Give back, character for character, the line that includes "async fn discount_summary(world: &mut" and all lines beneath it in the data.

══ EXERCISE DATA

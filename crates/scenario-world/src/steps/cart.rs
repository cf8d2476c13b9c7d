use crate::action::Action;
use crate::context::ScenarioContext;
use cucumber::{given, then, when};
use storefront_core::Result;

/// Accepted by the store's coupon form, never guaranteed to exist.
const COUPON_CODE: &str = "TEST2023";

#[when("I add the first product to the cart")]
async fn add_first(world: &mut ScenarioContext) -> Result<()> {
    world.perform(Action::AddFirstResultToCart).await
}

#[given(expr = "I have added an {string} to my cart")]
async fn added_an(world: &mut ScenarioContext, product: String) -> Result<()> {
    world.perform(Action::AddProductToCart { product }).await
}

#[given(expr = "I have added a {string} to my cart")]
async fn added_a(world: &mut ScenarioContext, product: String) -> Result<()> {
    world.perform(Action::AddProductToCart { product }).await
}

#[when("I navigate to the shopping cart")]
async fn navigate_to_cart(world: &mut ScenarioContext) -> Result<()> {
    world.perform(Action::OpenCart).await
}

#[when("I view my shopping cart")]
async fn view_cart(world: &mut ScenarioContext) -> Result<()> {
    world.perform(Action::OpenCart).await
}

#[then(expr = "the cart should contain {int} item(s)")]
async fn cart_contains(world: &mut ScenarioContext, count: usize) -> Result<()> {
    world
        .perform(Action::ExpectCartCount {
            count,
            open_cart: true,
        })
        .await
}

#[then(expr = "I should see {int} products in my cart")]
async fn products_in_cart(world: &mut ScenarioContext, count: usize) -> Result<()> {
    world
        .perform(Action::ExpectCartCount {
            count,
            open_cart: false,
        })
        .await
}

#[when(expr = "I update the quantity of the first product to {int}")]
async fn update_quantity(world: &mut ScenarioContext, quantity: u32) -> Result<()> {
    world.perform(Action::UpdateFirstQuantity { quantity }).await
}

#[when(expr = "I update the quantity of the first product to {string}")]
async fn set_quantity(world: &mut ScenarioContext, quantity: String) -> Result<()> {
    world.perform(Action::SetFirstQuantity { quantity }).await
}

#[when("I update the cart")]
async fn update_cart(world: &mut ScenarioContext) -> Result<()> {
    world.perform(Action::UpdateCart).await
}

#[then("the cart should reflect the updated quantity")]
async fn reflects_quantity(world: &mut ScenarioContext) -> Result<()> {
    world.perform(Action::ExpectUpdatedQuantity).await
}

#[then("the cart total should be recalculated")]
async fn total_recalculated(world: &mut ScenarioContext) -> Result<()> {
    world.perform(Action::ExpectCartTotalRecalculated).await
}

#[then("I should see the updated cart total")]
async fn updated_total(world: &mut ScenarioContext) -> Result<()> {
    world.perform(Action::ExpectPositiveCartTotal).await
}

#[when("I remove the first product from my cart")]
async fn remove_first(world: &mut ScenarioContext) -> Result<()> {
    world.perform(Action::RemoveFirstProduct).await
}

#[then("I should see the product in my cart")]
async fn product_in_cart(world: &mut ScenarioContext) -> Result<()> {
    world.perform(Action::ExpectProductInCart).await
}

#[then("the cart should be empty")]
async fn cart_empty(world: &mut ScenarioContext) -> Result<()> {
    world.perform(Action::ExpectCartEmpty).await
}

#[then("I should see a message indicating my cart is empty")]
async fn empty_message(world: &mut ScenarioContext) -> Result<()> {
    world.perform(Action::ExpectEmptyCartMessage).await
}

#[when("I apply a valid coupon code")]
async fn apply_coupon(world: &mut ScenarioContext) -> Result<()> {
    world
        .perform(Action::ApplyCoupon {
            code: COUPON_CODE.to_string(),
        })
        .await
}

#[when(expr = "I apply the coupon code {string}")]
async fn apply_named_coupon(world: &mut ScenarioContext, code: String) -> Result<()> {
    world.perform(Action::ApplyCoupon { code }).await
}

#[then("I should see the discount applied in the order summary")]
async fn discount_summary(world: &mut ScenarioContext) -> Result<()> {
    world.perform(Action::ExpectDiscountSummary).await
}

════

• YOUR RESPONSE:
async fn discount_summary(world: &mut ScenarioContext) -> Result<()> {
    world.perform(Action::ExpectDiscountSummary).await
}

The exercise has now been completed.